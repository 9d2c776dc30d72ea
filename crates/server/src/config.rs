//! Server configuration loaded from environment variables.
//!
//! # Environment Variables
//!
//! All variables are optional.
//!
//! - `PARCEL_DESK_TRANSPORT` - `http` (default) or `stdio`
//! - `PARCEL_DESK_HOST` - Bind address (default: 127.0.0.1)
//! - `PARCEL_DESK_PORT` - Listen port, falling back to `PORT` (default: 7860)
//! - `PARCEL_DESK_PLATFORM` - Commerce backend (default: mock)
//! - `PARCEL_DESK_AUTH_TOKEN` - Bearer token required on `/mcp` (high entropy)
//! - `PARCEL_DESK_CONTENT_PATH` - YAML file replacing the built-in support content
//! - `PARCEL_DESK_LOG_FORMAT` - `text` (default) or `json`
//! - `SENTRY_DSN` - Sentry error tracking DSN
//! - `SENTRY_ENVIRONMENT` - Sentry environment name
//! - `SENTRY_SAMPLE_RATE` - Error sample rate (default: 1.0)
//! - `SENTRY_TRACES_SAMPLE_RATE` - Traces sample rate (default: 0.0)

use std::collections::HashMap;
use std::net::{IpAddr, SocketAddr};
use std::path::PathBuf;
use std::str::FromStr;

use parcel_desk_core::PlatformKind;
use secrecy::SecretString;
use thiserror::Error;

const DEFAULT_PORT: &str = "7860";
const MIN_TOKEN_LENGTH: usize = 24;
const MIN_ENTROPY_BITS_PER_CHAR: f64 = 3.3;

/// Blocklist of common placeholder patterns (case-insensitive)
const PLACEHOLDER_PATTERNS: &[&str] = &[
    "your-",
    "changeme",
    "replace",
    "placeholder",
    "example",
    "secret",
    "password",
    "xxx",
    "todo",
    "fixme",
    "insert",
    "enter-",
    "put-your",
    "add-your",
];

/// Configuration errors that can occur during loading.
#[derive(Debug, Error)]
pub enum ConfigError {
    #[error("Invalid environment variable {0}: {1}")]
    InvalidEnvVar(String, String),
    #[error("Insecure secret in {0}: {1}")]
    InsecureSecret(String, String),
}

/// How the server talks to its client.
#[derive(Debug, Clone, Copy, PartialEq, Eq, Default)]
pub enum Transport {
    /// JSON-RPC over HTTP.
    #[default]
    Http,
    /// Newline-delimited JSON-RPC on stdin/stdout.
    Stdio,
}

impl FromStr for Transport {
    type Err = String;

    fn from_str(s: &str) -> Result<Self, Self::Err> {
        match s.trim().to_ascii_lowercase().as_str() {
            "http" => Ok(Self::Http),
            "stdio" => Ok(Self::Stdio),
            other => Err(format!("unknown transport '{other}' (expected: http, stdio)")),
        }
    }
}

/// Log line format.
#[derive(Debug, Clone, Copy, PartialEq, Eq, Default)]
pub enum LogFormat {
    #[default]
    Text,
    Json,
}

impl FromStr for LogFormat {
    type Err = String;

    fn from_str(s: &str) -> Result<Self, Self::Err> {
        match s.trim().to_ascii_lowercase().as_str() {
            "text" => Ok(Self::Text),
            "json" => Ok(Self::Json),
            other => Err(format!("unknown log format '{other}' (expected: text, json)")),
        }
    }
}

/// Server configuration.
///
/// Implements `Debug` manually to redact the auth token.
#[derive(Clone)]
pub struct ServerConfig {
    /// Transport to serve on
    pub transport: Transport,
    /// IP address to bind the HTTP server to
    pub host: IpAddr,
    /// Port to listen on
    pub port: u16,
    /// Commerce backend answering order tools
    pub platform: PlatformKind,
    /// Bearer token required on `/mcp` (optional)
    pub auth_token: Option<SecretString>,
    /// Support content override
    pub content_path: Option<PathBuf>,
    /// Log line format
    pub log_format: LogFormat,
    /// Sentry DSN for error tracking
    pub sentry_dsn: Option<String>,
    /// Sentry environment (e.g., "development", "production")
    pub sentry_environment: Option<String>,
    /// Sentry error sample rate (0.0 to 1.0)
    pub sentry_sample_rate: f32,
    /// Sentry traces sample rate for performance monitoring (0.0 to 1.0)
    pub sentry_traces_sample_rate: f32,
}

impl std::fmt::Debug for ServerConfig {
    fn fmt(&self, f: &mut std::fmt::Formatter<'_>) -> std::fmt::Result {
        f.debug_struct("ServerConfig")
            .field("transport", &self.transport)
            .field("host", &self.host)
            .field("port", &self.port)
            .field("platform", &self.platform)
            .field(
                "auth_token",
                &self.auth_token.as_ref().map(|_| "[REDACTED]"),
            )
            .field("content_path", &self.content_path)
            .field("log_format", &self.log_format)
            .field("sentry_dsn", &self.sentry_dsn)
            .field("sentry_environment", &self.sentry_environment)
            .field("sentry_sample_rate", &self.sentry_sample_rate)
            .field("sentry_traces_sample_rate", &self.sentry_traces_sample_rate)
            .finish()
    }
}

impl Default for ServerConfig {
    fn default() -> Self {
        Self {
            transport: Transport::Http,
            host: IpAddr::from([127, 0, 0, 1]),
            port: 7860,
            platform: PlatformKind::Mock,
            auth_token: None,
            content_path: None,
            log_format: LogFormat::Text,
            sentry_dsn: None,
            sentry_environment: None,
            sentry_sample_rate: 1.0,
            sentry_traces_sample_rate: 0.0,
        }
    }
}

impl ServerConfig {
    /// Load configuration from environment variables.
    ///
    /// Calls `dotenvy::dotenv()` to load from `.env` file if present.
    ///
    /// # Errors
    ///
    /// Returns `ConfigError` if a variable is malformed or the auth token
    /// fails validation (placeholder detection, length, entropy check).
    pub fn from_env() -> Result<Self, ConfigError> {
        // Load .env file if present (ignore errors if not found)
        let _ = dotenvy::dotenv();

        let transport = parse_env("PARCEL_DESK_TRANSPORT", "http")?;
        let host = parse_env::<IpAddr>("PARCEL_DESK_HOST", "127.0.0.1")?;
        let port = get_port()?;
        let platform = parse_env::<PlatformKind>("PARCEL_DESK_PLATFORM", "mock")?;
        let auth_token = get_optional_env("PARCEL_DESK_AUTH_TOKEN")
            .map(|token| get_validated_token(token, "PARCEL_DESK_AUTH_TOKEN"))
            .transpose()?;
        let content_path = get_optional_env("PARCEL_DESK_CONTENT_PATH").map(PathBuf::from);
        let log_format = parse_env("PARCEL_DESK_LOG_FORMAT", "text")?;
        let sentry_dsn = get_optional_env("SENTRY_DSN");
        let sentry_environment = get_optional_env("SENTRY_ENVIRONMENT");
        let sentry_sample_rate = get_optional_env("SENTRY_SAMPLE_RATE")
            .and_then(|s| s.parse().ok())
            .unwrap_or(1.0);
        let sentry_traces_sample_rate = get_optional_env("SENTRY_TRACES_SAMPLE_RATE")
            .and_then(|s| s.parse().ok())
            .unwrap_or(0.0);

        Ok(Self {
            transport,
            host,
            port,
            platform,
            auth_token,
            content_path,
            log_format,
            sentry_dsn,
            sentry_environment,
            sentry_sample_rate,
            sentry_traces_sample_rate,
        })
    }

    /// Returns the socket address for binding the server.
    #[must_use]
    pub const fn socket_addr(&self) -> SocketAddr {
        SocketAddr::new(self.host, self.port)
    }
}

// =============================================================================
// Helper Functions
// =============================================================================

/// Get an optional environment variable, treating blank values as unset.
fn get_optional_env(key: &str) -> Option<String> {
    std::env::var(key).ok().filter(|v| !v.trim().is_empty())
}

/// Get an environment variable with a default value.
fn get_env_or_default(key: &str, default: &str) -> String {
    get_optional_env(key).unwrap_or_else(|| default.to_string())
}

/// Parse an environment variable, falling back to `default` when unset.
fn parse_env<T>(key: &str, default: &str) -> Result<T, ConfigError>
where
    T: FromStr,
    T::Err: std::fmt::Display,
{
    get_env_or_default(key, default)
        .parse::<T>()
        .map_err(|e| ConfigError::InvalidEnvVar(key.to_string(), e.to_string()))
}

/// Listen port from `PARCEL_DESK_PORT`, then `PORT` (set by most hosting platforms).
fn get_port() -> Result<u16, ConfigError> {
    let (key, value) = get_optional_env("PARCEL_DESK_PORT")
        .map(|v| ("PARCEL_DESK_PORT", v))
        .or_else(|| get_optional_env("PORT").map(|v| ("PORT", v)))
        .unwrap_or(("PARCEL_DESK_PORT", DEFAULT_PORT.to_string()));

    value
        .trim()
        .parse::<u16>()
        .map_err(|e| ConfigError::InvalidEnvVar(key.to_string(), e.to_string()))
}

/// Calculate Shannon entropy in bits per character.
fn shannon_entropy(s: &str) -> f64 {
    if s.is_empty() {
        return 0.0;
    }

    let mut freq: HashMap<char, usize> = HashMap::new();
    for c in s.chars() {
        *freq.entry(c).or_insert(0) += 1;
    }

    #[allow(clippy::cast_precision_loss)] // String length will never exceed f64 precision
    let len = s.chars().count() as f64;
    freq.values()
        .map(|&count| {
            #[allow(clippy::cast_precision_loss)] // Character count will never exceed f64 precision
            let p = count as f64 / len;
            -p * p.log2()
        })
        .sum()
}

/// Validate that a secret is not a placeholder and has sufficient entropy.
fn validate_secret_strength(secret: &str, var_name: &str) -> Result<(), ConfigError> {
    let lower = secret.to_lowercase();

    // Check blocklist
    for pattern in PLACEHOLDER_PATTERNS {
        if lower.contains(pattern) {
            return Err(ConfigError::InsecureSecret(
                var_name.to_string(),
                format!("appears to be a placeholder (contains '{pattern}')"),
            ));
        }
    }

    if secret.chars().count() < MIN_TOKEN_LENGTH {
        return Err(ConfigError::InsecureSecret(
            var_name.to_string(),
            format!("must be at least {MIN_TOKEN_LENGTH} characters"),
        ));
    }

    // Check entropy (real tokens are randomly generated)
    let entropy = shannon_entropy(secret);
    if entropy < MIN_ENTROPY_BITS_PER_CHAR {
        return Err(ConfigError::InsecureSecret(
            var_name.to_string(),
            format!(
                "entropy too low ({entropy:.2} bits/char, need >= {MIN_ENTROPY_BITS_PER_CHAR:.1}). Use a randomly generated token."
            ),
        ));
    }

    Ok(())
}

/// Validate a token and wrap it as a secret.
fn get_validated_token(value: String, key: &str) -> Result<SecretString, ConfigError> {
    validate_secret_strength(&value, key)?;
    Ok(SecretString::from(value))
}

#[cfg(test)]
#[allow(clippy::unwrap_used)]
mod tests {
    use super::*;

    #[test]
    fn test_shannon_entropy_empty() {
        assert!((shannon_entropy("") - 0.0).abs() < f64::EPSILON);
    }

    #[test]
    fn test_shannon_entropy_single_char() {
        // All same character = 0 entropy
        assert!((shannon_entropy("aaaaaaa") - 0.0).abs() < f64::EPSILON);
    }

    #[test]
    fn test_shannon_entropy_two_chars() {
        let entropy = shannon_entropy("ab");
        assert!((entropy - 1.0).abs() < 0.01);
    }

    #[test]
    fn test_validate_token_placeholder() {
        let result = validate_secret_strength("your-token-goes-right-here-ok", "TEST_VAR");
        assert!(matches!(result, Err(ConfigError::InsecureSecret(_, _))));
    }

    #[test]
    fn test_validate_token_too_short() {
        let result = validate_secret_strength("aB3$xY9!mK2@", "TEST_VAR");
        assert!(result.is_err());
    }

    #[test]
    fn test_validate_token_low_entropy() {
        let result = validate_secret_strength("abababababababababababababab", "TEST_VAR");
        assert!(matches!(result, Err(ConfigError::InsecureSecret(_, _))));
    }

    #[test]
    fn test_validate_token_valid() {
        let result = validate_secret_strength("aB3$xY9!mK2@nL5#pQ7&rT0*uW4^zC6", "TEST_VAR");
        assert!(result.is_ok());
    }

    #[test]
    fn test_transport_parse() {
        assert_eq!("stdio".parse::<Transport>().unwrap(), Transport::Stdio);
        assert_eq!("HTTP".parse::<Transport>().unwrap(), Transport::Http);
        assert!("sse".parse::<Transport>().is_err());
    }

    #[test]
    fn test_log_format_parse() {
        assert_eq!("json".parse::<LogFormat>().unwrap(), LogFormat::Json);
        assert!("xml".parse::<LogFormat>().is_err());
    }

    #[test]
    fn test_socket_addr() {
        let config = ServerConfig {
            port: 8080,
            ..ServerConfig::default()
        };
        let addr = config.socket_addr();
        assert_eq!(addr.ip().to_string(), "127.0.0.1");
        assert_eq!(addr.port(), 8080);
    }

    #[test]
    fn test_debug_redacts_token() {
        let config = ServerConfig {
            auth_token: Some(SecretString::from("aB3$xY9!mK2@nL5#pQ7&rT0*uW4^zC6")),
            ..ServerConfig::default()
        };
        let debug_output = format!("{config:?}");
        assert!(debug_output.contains("[REDACTED]"));
        assert!(!debug_output.contains("aB3$xY9"));
    }
}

> [WHAT THE TASK REQUIRES]
Which of the lines above contain "REDACTED"? Return them all.

> [EXERCISE ANSWER]
                &self.auth_token.as_ref().map(|_| "[REDACTED]"),
        assert!(debug_output.contains("[REDACTED]"));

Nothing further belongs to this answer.